La Chine a dans ce domaine un temps d’avance sur l’Occident. Avec son président à vie, son système de notation des citoyens pour mieux contrôler leur accès aux crédits, désormais étendu à leurs déplacements en train ou en avion, l’Empire du Milieu prend chaque jour un peu plus l’allure d’une techno-dictature.
Pas étonnant donc que le pouvoir politique n’oppose aucune objection à ce que ses 772 millions d’internautes utilisent les solutions de paiement mobile des géants du web locaux, Tencent (WeChat) et Alibaba (AliPay). Quoi de mieux en effet que le développement d’une société sans cash pour garder un parfait contrôle sur sa population ?
Et en Europe ?
Face à de tels développements, notre secteur bancaire semble quelque peu en retard, comme le relève Laurent Alexandre…
Les solutions du type Apple Pay ne se répandent que bien plus lentement. Le Crédit Mutuel Arkéa a annoncé au mois de décembre être compatible avec la solution de paiement mobile d’Apple. Fortuneo et Boursorama l’ont suivie au mois de mars. Au total, seulement une dizaine d’établissements propose Apple Pay en France.
Pour Google Pay, il faudra attendre le troisième trimestre 2018 pour que le service soit introduit sur le territoire français par le groupe BPCE, à en croire Les Echos.

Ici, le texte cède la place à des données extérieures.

use pressroom_api::{
    ApiError, CreateTranslation, DocId, Locale, NewsFilter, TranslationStatus,
};

use super::LiveQuery;
use crate::repository::TranslationRepository;
use crate::translations::{NewsWithCoverage, NewsWithTranslation};
use crate::validation::validate_slug;

/// Form state for one (article, locale) translation.
#[derive(Debug, Clone)]
pub struct TranslationForm {
    pub locale: Locale,
    pub title: String,
    pub excerpt: Option<String>,
    pub body: String,
    pub slug: Option<String>,
    pub seo_title: Option<String>,
    pub seo_description: Option<String>,
}

/// Translation workbench: coverage dashboard plus the per-locale editor.
pub struct TranslationEditor {
    repo: TranslationRepository,
    /// Articles with coverage, for the dashboard table.
    pub coverage: LiveQuery<Vec<NewsWithCoverage>>,
    /// Resolved content of the article/locale currently open.
    pub resolved: LiveQuery<NewsWithTranslation>,
}

impl TranslationEditor {
    pub fn new(repo: TranslationRepository) -> Self {
        Self {
            repo,
            coverage: LiveQuery::new(),
            resolved: LiveQuery::new(),
        }
    }

    pub fn load_dashboard(&self, filter: NewsFilter) {
        let repo = self.repo.clone();
        self.coverage
            .load(|callbacks| repo.watch_coverage(filter, callbacks));
    }

    pub fn open(&self, news_id: DocId, locale_tag: String) {
        let repo = self.repo.clone();
        self.resolved
            .load(|callbacks| repo.watch_resolved(news_id, locale_tag, callbacks));
    }

    /// Save the form as the translation for its locale, creating or
    /// replacing as needed. The slug is validated locally; uniqueness
    /// within the locale is the handler's call.
    pub async fn save(&self, news_id: &DocId, form: TranslationForm) -> Result<DocId, ApiError> {
        if form.title.trim().is_empty() {
            return Err(ApiError::validation("a translated title is required"));
        }
        if let Some(slug) = &form.slug {
            validate_slug(slug)?;
        }

        self.repo
            .upsert(CreateTranslation {
                news_id: news_id.clone(),
                locale: form.locale,
                title: form.title,
                excerpt: form.excerpt,
                body: form.body,
                slug: form.slug,
                seo_title: form.seo_title,
                seo_description: form.seo_description,
                status: None,
            })
            .await
    }

    pub async fn set_status(
        &self,
        id: &DocId,
        status: TranslationStatus,
    ) -> Result<(), ApiError> {
        self.repo.set_status(id, status).await
    }

    pub async fn delete(&self, id: &DocId) -> Result<(), ApiError> {
        self.repo.delete(id).await
    }

    /// Scaffold draft rows for every missing locale of one article.
    pub async fn scaffold_missing(&self, news_id: &DocId) -> Result<Vec<DocId>, ApiError> {
        self.repo.create_missing(news_id).await
    }

    pub fn cleanup(&self) {
        self.coverage.cleanup();
        self.resolved.cleanup();
    }
}
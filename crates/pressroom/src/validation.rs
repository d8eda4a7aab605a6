//! Form-level validation shared by the view layer.
//!
//! Limits mirror what the admin panel accepts; failures collect every
//! violated rule into one `Validation` error so a form can show all of them
//! at once.

use pressroom_api::ApiError;

pub const CATEGORY_NAME_MIN: usize = 2;
pub const CATEGORY_NAME_MAX: usize = 100;
pub const SLUG_MIN: usize = 2;
pub const SLUG_MAX: usize = 100;
pub const DESCRIPTION_MAX: usize = 500;
pub const TITLE_MIN: usize = 3;
pub const TITLE_MAX: usize = 200;
pub const CONTENT_MIN: usize = 10;
pub const EXCERPT_MAX: usize = 300;
pub const REPLY_MIN: usize = 1;
pub const REPLY_MAX: usize = 5000;

fn collect(errors: Vec<String>) -> Result<(), ApiError> {
    if errors.is_empty() {
        Ok(())
    } else {
        Err(ApiError::validation(errors.join(", ")))
    }
}

fn is_valid_slug(slug: &str) -> bool {
    !slug.is_empty()
        && slug
            .chars()
            .all(|c| c.is_ascii_lowercase() || c.is_ascii_digit() || c == '-')
}

pub fn validate_slug(slug: &str) -> Result<(), ApiError> {
    let mut errors = Vec::new();
    push_slug_errors(slug, &mut errors);
    collect(errors)
}

fn push_slug_errors(slug: &str, errors: &mut Vec<String>) {
    if slug.chars().count() < SLUG_MIN || slug.chars().count() > SLUG_MAX {
        errors.push(format!(
            "slug must be between {SLUG_MIN} and {SLUG_MAX} characters"
        ));
    }
    if !is_valid_slug(slug) {
        errors.push("slug may only contain lowercase letters, digits and hyphens".to_string());
    }
}

pub fn validate_category(
    name: &str,
    slug: &str,
    description: Option<&str>,
) -> Result<(), ApiError> {
    let mut errors = Vec::new();
    let name_len = name.trim().chars().count();
    if name_len < CATEGORY_NAME_MIN || name_len > CATEGORY_NAME_MAX {
        errors.push(format!(
            "name must be between {CATEGORY_NAME_MIN} and {CATEGORY_NAME_MAX} characters"
        ));
    }
    push_slug_errors(slug, &mut errors);
    if let Some(description) = description {
        if description.chars().count() > DESCRIPTION_MAX {
            errors.push(format!(
                "description must be at most {DESCRIPTION_MAX} characters"
            ));
        }
    }
    collect(errors)
}

/// News and posts share the same article limits.
pub fn validate_article(
    title: &str,
    content: &str,
    excerpt: Option<&str>,
) -> Result<(), ApiError> {
    let mut errors = Vec::new();
    let title_len = title.trim().chars().count();
    if title_len < TITLE_MIN || title_len > TITLE_MAX {
        errors.push(format!(
            "title must be between {TITLE_MIN} and {TITLE_MAX} characters"
        ));
    }
    if content.trim().chars().count() < CONTENT_MIN {
        errors.push(format!("content must be at least {CONTENT_MIN} characters"));
    }
    if let Some(excerpt) = excerpt {
        if excerpt.chars().count() > EXCERPT_MAX {
            errors.push(format!("excerpt must be at most {EXCERPT_MAX} characters"));
        }
    }
    collect(errors)
}

pub fn validate_reply(content: &str) -> Result<(), ApiError> {
    let len = content.trim().chars().count();
    if len < REPLY_MIN || len > REPLY_MAX {
        return Err(ApiError::validation(format!(
            "reply must be between {REPLY_MIN} and {REPLY_MAX} characters"
        )));
    }
    Ok(())
}

/// Derive a URL slug from free-form text: lowercase, non-alphanumerics
/// squashed into single hyphens, trimmed at both ends.
pub fn generate_slug(text: &str) -> String {
    let mut slug = String::with_capacity(text.len());
    let mut pending_hyphen = false;
    for c in text.chars() {
        if c.is_ascii_alphanumeric() {
            if pending_hyphen && !slug.is_empty() {
                slug.push('-');
            }
            pending_hyphen = false;
            slug.push(c.to_ascii_lowercase());
        } else {
            pending_hyphen = true;
        }
    }
    slug
}
//! Keycloak adapter for the identity-provider trait.
//!
//! Uses the direct-access (password) grant against the realm token
//! endpoint. The library process has no browser, so there is no redirect
//! flow and no session cookie to recover from.

use async_trait::async_trait;
use pressroom_api::ApiError;
use serde::Deserialize;

use super::provider::{Credentials, IdentityProvider, TokenSet};

#[derive(Debug, Clone)]
pub struct KeycloakConfig {
    pub base_url: String,
    pub realm: String,
    pub client_id: String,
}

impl KeycloakConfig {
    /// Read `KEYCLOAK_URL`, `KEYCLOAK_REALM` and `KEYCLOAK_CLIENT_ID`.
    ///
    /// # Errors
    ///
    /// `Internal` naming the first missing variable; configuration problems
    /// should stop startup, not surface later as auth failures.
    pub fn from_env() -> Result<Self, ApiError> {
        let config = Self {
            base_url: require_env("KEYCLOAK_URL")?,
            realm: require_env("KEYCLOAK_REALM")?,
            client_id: require_env("KEYCLOAK_CLIENT_ID")?,
        };
        config.validate()?;
        Ok(config)
    }

    pub fn validate(&self) -> Result<(), ApiError> {
        if self.base_url.trim().is_empty() || self.realm.trim().is_empty() {
            return Err(ApiError::internal(
                "keycloak configuration is incomplete: base_url and realm are required",
            ));
        }
        Ok(())
    }

    fn token_endpoint(&self) -> String {
        format!(
            "{}/realms/{}/protocol/openid-connect/token",
            self.base_url.trim_end_matches('/'),
            self.realm
        )
    }

    fn logout_endpoint(&self) -> String {
        format!(
            "{}/realms/{}/protocol/openid-connect/logout",
            self.base_url.trim_end_matches('/'),
            self.realm
        )
    }
}

fn require_env(name: &'static str) -> Result<String, ApiError> {
    std::env::var(name)
        .map_err(|_| ApiError::internal(format!("missing environment variable: {name}")))
}

#[derive(Debug, Deserialize)]
struct TokenResponse {
    access_token: String,
    refresh_token: Option<String>,
    expires_in: Option<i64>,
}

impl From<TokenResponse> for TokenSet {
    fn from(r: TokenResponse) -> Self {
        TokenSet {
            access_token: r.access_token,
            refresh_token: r.refresh_token,
            expires_in: r.expires_in,
        }
    }
}

pub struct KeycloakProvider {
    config: KeycloakConfig,
    http: reqwest::Client,
}

impl KeycloakProvider {
    pub fn new(config: KeycloakConfig) -> Self {
        Self {
            config,
            http: reqwest::Client::new(),
        }
    }

    async fn token_grant(&self, params: &[(&str, &str)]) -> Result<TokenSet, ApiError> {
        let response = self
            .http
            .post(self.config.token_endpoint())
            .form(params)
            .send()
            .await
            .map_err(|e| ApiError::network(e.to_string()))?;

        let status = response.status();
        if status == reqwest::StatusCode::UNAUTHORIZED || status == reqwest::StatusCode::BAD_REQUEST
        {
            let body = response.text().await.unwrap_or_default();
            return Err(ApiError::Unauthorized {
                message: format!("token request rejected: {body}"),
            });
        }
        if !status.is_success() {
            return Err(ApiError::internal(format!(
                "token endpoint returned {status}"
            )));
        }

        let tokens: TokenResponse = response
            .json()
            .await
            .map_err(|e| ApiError::internal(format!("malformed token response: {e}")))?;
        Ok(tokens.into())
    }
}

#[async_trait]
impl IdentityProvider for KeycloakProvider {
    async fn recover_session(&self) -> Result<Option<TokenSet>, ApiError> {
        Ok(None)
    }

    async fn login(&self, credentials: Option<Credentials>) -> Result<TokenSet, ApiError> {
        let credentials = credentials.ok_or_else(|| {
            ApiError::validation("username and password are required for login")
        })?;
        self.token_grant(&[
            ("grant_type", "password"),
            ("client_id", &self.config.client_id),
            ("username", &credentials.username),
            ("password", &credentials.password),
        ])
        .await
    }

    async fn refresh(&self, refresh_token: &str) -> Result<TokenSet, ApiError> {
        self.token_grant(&[
            ("grant_type", "refresh_token"),
            ("client_id", &self.config.client_id),
            ("refresh_token", refresh_token),
        ])
        .await
    }

    async fn logout(&self, refresh_token: Option<&str>) -> Result<(), ApiError> {
        let Some(refresh_token) = refresh_token else {
            return Ok(());
        };
        let result = self
            .http
            .post(self.config.logout_endpoint())
            .form(&[
                ("client_id", self.config.client_id.as_str()),
                ("refresh_token", refresh_token),
            ])
            .send()
            .await;

        if let Err(e) = result {
            tracing::warn!(error = %e, "keycloak logout failed; clearing session locally anyway");
        }
        Ok(())
    }
}

#[cfg(test)]
mod tests {
    use super::*;

    fn config() -> KeycloakConfig {
        KeycloakConfig {
            base_url: "https://id.example.com/".to_string(),
            realm: "pressroom".to_string(),
            client_id: "admin-panel".to_string(),
        }
    }

    #[test]
    fn endpoints_follow_the_realm_layout() {
        let config = config();
        assert_eq!(
            config.token_endpoint(),
            "https://id.example.com/realms/pressroom/protocol/openid-connect/token"
        );
        assert_eq!(
            config.logout_endpoint(),
            "https://id.example.com/realms/pressroom/protocol/openid-connect/logout"
        );
    }

    #[test]
    fn blank_config_is_rejected() {
        let bad = KeycloakConfig {
            base_url: "  ".to_string(),
            ..config()
        };
        assert!(bad.validate().is_err());
    }
}
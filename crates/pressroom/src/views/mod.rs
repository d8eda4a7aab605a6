//! View-model layer: live-query state containers for UI consumption.
//!
//! A [`LiveQuery`] mirrors the latest snapshot of one remote query plus its
//! loading/error state. Reloading disposes of the previous subscription
//! before opening the next one, so a view never receives snapshots from a
//! query it abandoned. On failure the last good data is retained alongside
//! the user-facing error message.

mod categories;
mod games;
mod news;
mod posts;
mod translations;

pub use categories::CategoriesView;
pub use games::GamesView;
pub use news::{NewsEditor, NewsForm, NewsListView};
pub use posts::{PostForm, PostRepliesView, PostsView};
pub use translations::{TranslationEditor, TranslationForm};

use std::sync::{Arc, Mutex};

use pressroom_api::{WatchCallbacks, WatchHandle};

#[derive(Debug, Clone, Copy, PartialEq, Eq, Default)]
pub enum QueryState {
    #[default]
    Idle,
    Loading,
    Ready,
    Failed,
}

struct Shared<T> {
    state: QueryState,
    data: Option<T>,
    error: Option<String>,
}

pub struct LiveQuery<T> {
    shared: Arc<Mutex<Shared<T>>>,
    handle: Mutex<Option<WatchHandle>>,
}

impl<T: Clone + Send + 'static> LiveQuery<T> {
    pub fn new() -> Self {
        Self {
            shared: Arc::new(Mutex::new(Shared {
                state: QueryState::Idle,
                data: None,
                error: None,
            })),
            handle: Mutex::new(None),
        }
    }

    pub fn state(&self) -> QueryState {
        self.shared.lock().unwrap().state
    }

    /// The latest snapshot. Retained through a failure so the UI can keep
    /// showing stale data next to the error.
    pub fn data(&self) -> Option<T> {
        self.shared.lock().unwrap().data.clone()
    }

    pub fn error(&self) -> Option<String> {
        self.shared.lock().unwrap().error.clone()
    }

    /// Open (or reopen) the subscription. Any previous subscription is
    /// cancelled first.
    pub fn load(&self, open: impl FnOnce(WatchCallbacks<T>) -> WatchHandle) {
        self.dispose();
        {
            let mut shared = self.shared.lock().unwrap();
            shared.state = QueryState::Loading;
            shared.error = None;
        }

        let on_snapshot = self.shared.clone();
        let on_error = self.shared.clone();
        let callbacks = WatchCallbacks::new(
            move |snapshot| {
                let mut shared = on_snapshot.lock().unwrap();
                shared.state = QueryState::Ready;
                shared.data = Some(snapshot);
                shared.error = None;
            },
            move |err| {
                let mut shared = on_error.lock().unwrap();
                shared.state = QueryState::Failed;
                shared.error = Some(err.user_message());
            },
        );

        *self.handle.lock().unwrap() = Some(open(callbacks));
    }

    /// Cancel the subscription and reset to idle. Data is cleared; the view
    /// is going away.
    pub fn cleanup(&self) {
        self.dispose();
        let mut shared = self.shared.lock().unwrap();
        shared.state = QueryState::Idle;
        shared.data = None;
        shared.error = None;
    }

    fn dispose(&self) {
        if let Some(handle) = self.handle.lock().unwrap().take() {
            handle.cancel();
        }
    }
}

impl<T: Clone + Send + 'static> Default for LiveQuery<T> {
    fn default() -> Self {
        Self::new()
    }
}
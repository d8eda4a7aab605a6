//! User identity extraction from access-token claims.
//!
//! The token has already been validated by the identity provider that
//! issued it over TLS; this module only *reads* the claims to rebuild the
//! [`User`] profile, so signature verification is intentionally skipped.

use jsonwebtoken::{Algorithm, DecodingKey, Validation};
use pressroom_api::{ApiError, User};
use serde::Deserialize;

#[derive(Debug, Deserialize)]
struct Claims {
    sub: String,
    preferred_username: Option<String>,
    email: Option<String>,
    given_name: Option<String>,
    family_name: Option<String>,
    #[serde(default)]
    realm_access: RealmAccess,
}

#[derive(Debug, Default, Deserialize)]
struct RealmAccess {
    #[serde(default)]
    roles: Vec<String>,
}

/// Rebuild the user profile from an access token's claims.
///
/// # Errors
///
/// `Unauthorized` when the token is not parseable as a JWT.
pub fn decode_user(access_token: &str) -> Result<User, ApiError> {
    let mut validation = Validation::new(Algorithm::RS256);
    validation.insecure_disable_signature_validation();
    validation.validate_exp = false;
    validation.validate_aud = false;
    validation.required_spec_claims.clear();

    let data = jsonwebtoken::decode::<Claims>(
        access_token,
        &DecodingKey::from_secret(&[]),
        &validation,
    )
    .map_err(|e| ApiError::Unauthorized {
        message: format!("malformed access token: {e}"),
    })?;

    let claims = data.claims;
    Ok(User {
        id: claims.sub,
        username: claims.preferred_username.unwrap_or_default(),
        email: claims.email.unwrap_or_default(),
        first_name: claims.given_name,
        last_name: claims.family_name,
        roles: claims.realm_access.roles,
    })
}

#[cfg(test)]
mod tests {
    use super::*;
    use jsonwebtoken::{encode, EncodingKey, Header};
    use serde_json::json;

    fn token(claims: serde_json::Value) -> String {
        encode(
            &Header::default(),
            &claims,
            &EncodingKey::from_secret(b"test"),
        )
        .unwrap()
    }

    #[test]
    fn extracts_profile_and_roles() {
        let token = token(json!({
            "sub": "user-1",
            "preferred_username": "ana",
            "email": "ana@example.com",
            "given_name": "Ana",
            "family_name": "Silva",
            "realm_access": {"roles": ["admin", "editor"]},
        }));

        let user = decode_user(&token).unwrap();
        assert_eq!(user.id, "user-1");
        assert_eq!(user.username, "ana");
        assert_eq!(user.roles, vec!["admin", "editor"]);
        assert_eq!(user.first_name.as_deref(), Some("Ana"));
    }

    #[test]
    fn missing_optional_claims_default() {
        let token = token(json!({"sub": "user-2"}));
        let user = decode_user(&token).unwrap();
        assert_eq!(user.id, "user-2");
        assert_eq!(user.username, "");
        assert!(user.roles.is_empty());
    }

    #[test]
    fn garbage_is_unauthorized() {
        assert!(matches!(
            decode_user("not-a-jwt"),
            Err(ApiError::Unauthorized { .. })
        ));
    }
}
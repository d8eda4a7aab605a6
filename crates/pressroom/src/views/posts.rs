use std::sync::Arc;

use pressroom_api::{
    ApiError, CreatePost, CreatePostReply, DocId, Post, PostFilter, PostReply, UpdatePostReply,
};

use super::LiveQuery;
use crate::auth::SessionManager;
use crate::repository::{PostReplyRepository, PostRepository};
use crate::validation::{validate_article, validate_reply};

#[derive(Debug, Clone, Default)]
pub struct PostForm {
    pub title: String,
    pub content: String,
    pub excerpt: Option<String>,
    pub category_id: Option<DocId>,
    pub published: bool,
}

/// Forum post listing plus validated post creation.
pub struct PostsView {
    repo: PostRepository,
    session: Arc<SessionManager>,
    pub list: LiveQuery<Vec<Post>>,
}

impl PostsView {
    pub fn new(repo: PostRepository, session: Arc<SessionManager>) -> Self {
        Self {
            repo,
            session,
            list: LiveQuery::new(),
        }
    }

    pub fn load(&self, filter: PostFilter) {
        let repo = self.repo.clone();
        self.list
            .load(|callbacks| repo.watch_list(filter, callbacks));
    }

    pub async fn submit(&self, form: PostForm) -> Result<DocId, ApiError> {
        let author = self.session.current_user().ok_or(ApiError::Unauthorized {
            message: "sign in to post".to_string(),
        })?;
        validate_article(&form.title, &form.content, form.excerpt.as_deref())?;

        self.repo
            .create(CreatePost {
                title: form.title,
                content: form.content,
                excerpt: form.excerpt,
                category_id: form.category_id,
                author_id: author.id,
                published: form.published,
            })
            .await
    }

    pub async fn remove(&self, id: &DocId) -> Result<(), ApiError> {
        self.repo.remove(id).await
    }

    pub fn cleanup(&self) {
        self.list.cleanup();
    }
}

/// Reply thread under one post.
pub struct PostRepliesView {
    repo: PostReplyRepository,
    session: Arc<SessionManager>,
    post_id: DocId,
    pub replies: LiveQuery<Vec<PostReply>>,
}

impl PostRepliesView {
    pub fn new(repo: PostReplyRepository, session: Arc<SessionManager>, post_id: DocId) -> Self {
        Self {
            repo,
            session,
            post_id,
            replies: LiveQuery::new(),
        }
    }

    pub fn load(&self) {
        let repo = self.repo.clone();
        let post_id = self.post_id.clone();
        self.replies
            .load(|callbacks| repo.watch_by_post(post_id, callbacks));
    }

    /// Post a reply, optionally nested under `parent_reply_id`.
    pub async fn reply(
        &self,
        content: String,
        parent_reply_id: Option<DocId>,
    ) -> Result<DocId, ApiError> {
        let author = self.session.current_user().ok_or(ApiError::Unauthorized {
            message: "sign in to reply".to_string(),
        })?;
        validate_reply(&content)?;

        self.repo
            .create(CreatePostReply {
                post_id: self.post_id.clone(),
                author_id: author.id,
                content,
                parent_reply_id,
            })
            .await
    }

    pub async fn edit(&self, id: &DocId, content: String) -> Result<(), ApiError> {
        validate_reply(&content)?;
        self.repo.update(id, UpdatePostReply { content }).await
    }

    pub async fn remove(&self, id: &DocId) -> Result<(), ApiError> {
        self.repo.remove(id).await
    }

    pub fn cleanup(&self) {
        self.replies.cleanup();
    }
}
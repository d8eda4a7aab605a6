//! Input and filter structs for the remote operations.
//!
//! Each optional-filter bag of the original API surface is an explicit
//! struct with named optional fields; absence always means "no filter" or
//! "leave unchanged".

use serde::{Deserialize, Serialize};

use crate::entity::{DocId, TranslationStatus};
use crate::locale::Locale;

#[derive(Debug, Clone, PartialEq, Serialize, Deserialize)]
pub struct CreateCategory {
    pub name: String,
    pub description: Option<String>,
    pub slug: String,
}

#[derive(Debug, Clone, Default, PartialEq, Serialize, Deserialize)]
pub struct UpdateCategory {
    pub name: Option<String>,
    pub description: Option<String>,
    pub slug: Option<String>,
}

/// Filters for news/post listings. When both are set, the category index is
/// consulted first and the published flag is applied in memory.
#[derive(Debug, Clone, Default, PartialEq, Serialize, Deserialize)]
pub struct NewsFilter {
    pub published: Option<bool>,
    pub category_id: Option<DocId>,
}

pub type PostFilter = NewsFilter;

#[derive(Debug, Clone, PartialEq, Serialize, Deserialize)]
pub struct CreateNews {
    pub title: String,
    pub content: String,
    pub excerpt: Option<String>,
    pub cover_image: Option<String>,
    pub category_id: DocId,
    pub author_id: String,
    pub published: bool,
    pub is_featured: Option<bool>,
}

#[derive(Debug, Clone, Default, PartialEq, Serialize, Deserialize)]
pub struct UpdateNews {
    pub title: Option<String>,
    pub content: Option<String>,
    pub excerpt: Option<String>,
    pub cover_image: Option<String>,
    pub category_id: Option<DocId>,
    pub published: Option<bool>,
    pub is_featured: Option<bool>,
}

#[derive(Debug, Clone, PartialEq, Serialize, Deserialize)]
pub struct CreatePost {
    pub title: String,
    pub content: String,
    pub excerpt: Option<String>,
    pub category_id: Option<DocId>,
    pub author_id: String,
    pub published: bool,
}

#[derive(Debug, Clone, Default, PartialEq, Serialize, Deserialize)]
pub struct UpdatePost {
    pub title: Option<String>,
    pub content: Option<String>,
    pub excerpt: Option<String>,
    pub category_id: Option<DocId>,
    pub published: Option<bool>,
}

#[derive(Debug, Clone, PartialEq, Serialize, Deserialize)]
pub struct CreatePostReply {
    pub post_id: DocId,
    pub author_id: String,
    pub content: String,
    pub parent_reply_id: Option<DocId>,
}

#[derive(Debug, Clone, PartialEq, Serialize, Deserialize)]
pub struct UpdatePostReply {
    pub content: String,
}

#[derive(Debug, Clone, PartialEq, Serialize, Deserialize)]
pub struct CreateGame {
    pub name: String,
    pub image: String,
    pub slug: String,
    pub description: Option<String>,
}

#[derive(Debug, Clone, Default, PartialEq, Serialize, Deserialize)]
pub struct UpdateGame {
    pub name: Option<String>,
    pub image: Option<String>,
    pub slug: Option<String>,
    pub description: Option<String>,
}

/// Full field set for a translation upsert. Provided fields replace the
/// existing row wholesale; `status` defaults to draft on create.
#[derive(Debug, Clone, PartialEq, Serialize, Deserialize)]
pub struct CreateTranslation {
    pub news_id: DocId,
    pub locale: Locale,
    pub title: String,
    pub excerpt: Option<String>,
    pub body: String,
    pub slug: Option<String>,
    pub seo_title: Option<String>,
    pub seo_description: Option<String>,
    pub status: Option<TranslationStatus>,
}
//! pressroom: a reactive data layer for a content-management admin panel.
//!
//! Categories, news articles with multi-locale translations, forum posts
//! and replies, and games live in a document store with declared secondary
//! indexes. Server-side logic is a set of CRUD handlers plus a translation
//! resolver; the client side is a transport client, per-entity repositories,
//! and live-query views that mirror the latest snapshot of each remote
//! query. An auth session manager feeds identity-provider tokens into the
//! transport.

pub mod auth;
pub mod client;
pub mod config;
pub mod handlers;
pub mod media;
pub mod repository;
pub mod store;
pub mod translations;
pub mod validation;
pub mod views;

pub use client::Client;
pub use store::{DocumentStore, MemoryStore, Order, Query, ReactiveStore};

/// Initialize tracing from `RUST_LOG`, defaulting to `info`.
///
/// Safe to call more than once; later calls are no-ops.
pub fn init_tracing() {
    use tracing_subscriber::{layer::SubscriberExt, util::SubscriberInitExt};

    let _ = tracing_subscriber::registry()
        .with(tracing_subscriber::EnvFilter::try_from_default_env().unwrap_or_else(
            |_| tracing_subscriber::EnvFilter::new("info"),
        ))
        .with(tracing_subscriber::fmt::layer())
        .try_init();
}
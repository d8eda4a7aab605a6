use std::sync::Arc;

use pressroom_api::{
    ApiError, Category, CreateCategory, DocId, UpdateCategory, WatchCallbacks, WatchHandle,
};

use crate::client::Client;

#[derive(Clone)]
pub struct CategoryRepository {
    client: Arc<Client>,
}

impl CategoryRepository {
    pub fn new(client: Arc<Client>) -> Self {
        Self { client }
    }

    /// Live snapshot of all categories, newest first.
    pub fn watch_all(&self, callbacks: WatchCallbacks<Vec<Category>>) -> WatchHandle {
        let client = self.client.clone();
        self.client.watch(
            &["categories"],
            move || {
                let client = client.clone();
                async move { client.categories.list().await }
            },
            callbacks,
        )
    }

    pub fn watch_one(
        &self,
        id: DocId,
        callbacks: WatchCallbacks<Option<Category>>,
    ) -> WatchHandle {
        let client = self.client.clone();
        self.client.watch(
            &["categories"],
            move || {
                let client = client.clone();
                let id = id.clone();
                async move { client.categories.get(&id).await }
            },
            callbacks,
        )
    }

    pub async fn get_by_slug(&self, slug: &str) -> Result<Option<Category>, ApiError> {
        self.client.categories.get_by_slug(slug).await
    }

    pub async fn create(&self, input: CreateCategory) -> Result<DocId, ApiError> {
        self.client
            .mutate("categories.create", self.client.categories.create(input))
            .await
    }

    pub async fn update(&self, id: &DocId, input: UpdateCategory) -> Result<(), ApiError> {
        self.client
            .mutate("categories.update", self.client.categories.update(id, input))
            .await
    }

    pub async fn remove(&self, id: &DocId) -> Result<(), ApiError> {
        self.client
            .mutate("categories.remove", self.client.categories.remove(id))
            .await
    }
}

Au mois de février, la fintech Lydia (dont je vous ai déjà parlé) a levé la bagatelle de 13 M€. Comment cette application mobile qui permet notamment de régler ses dépenses et de solder ses dettes entre particuliers (gratuitement) et de particulier à (certains) professionnels (moyennant une commission de 0,7% à 1,5%) a-t-elle prévu d’utiliser cette somme ? La start-up parisienne déclare vouloir poursuivre son assaut du marché européen. Objectif : passer de un million à deux millions d’utilisateurs en 2018.
Ces fonds devraient également servir à développer de nouvelles fonctionnalités encore confidentielles, hormis un IBAN universel prévu pour l’été. Celles-ci viendront étoffer l’offre de l' »application métabancaire » qui intègre désormais une « MasterCard universelle reliée à tous vos comptes » et une carte virtuelle pouvant être intégrée à Apple Pay. L’application est disponible en version gratuite et en version payante, pour 2,99 € par mois.
Sans aucun salarié dédié au marketing, cette fintech mise sur le bouche à oreille pour concurrencer Paypal, une marque perçue comme (si vous avez plus de 30 ans, accrochez-vous)… ringarde par les millenials !
Pumpkin, sa principale concurrente française, pourrait bientôt se voir injecter 15 M€ par le Crédit Mutuel Arkéa qui l’a rachetée à 80%. Selon La Tribune :
« L’autre concurrence pourrait bien venir des banques elles-mêmes. BNP Paribas va proposer le paiement entre amis par SMS dans son appli ‘avant l’été’ alors qu’il existait dans une application à part, peu utilisée, Mes Transferts. »
Tout cela en attendant l’arrivée du paiement instantané dans les banques de la Zone euro à partir de novembre prochain.
Les pionniers du paiement sur internet investissent dans les services d’épargne
C’est PayPal qui a commencé. Alors que banques et néobanques développent des solutions de paiement instantané, le leader mondial des services de paiement en ligne fait le chemin inverse !
Au mois de décembre, PayPal a investi plusieurs dizaines de millions d’euros dans la plateforme d’épargne en ligne berlinoise Raisin, qui collabore déjà avec N26 (malheureusement, N26 Savings, le compte à terme qui permet de voir ses dépôts rémunérés jusqu’à 1,64%, n’est pas encore accessible aux clients français). PayPal aurait-elle prévu de diversifier son offre ? Ca serait de bonne guerre !
La rente des données, ce pétrole du XXIe siècle…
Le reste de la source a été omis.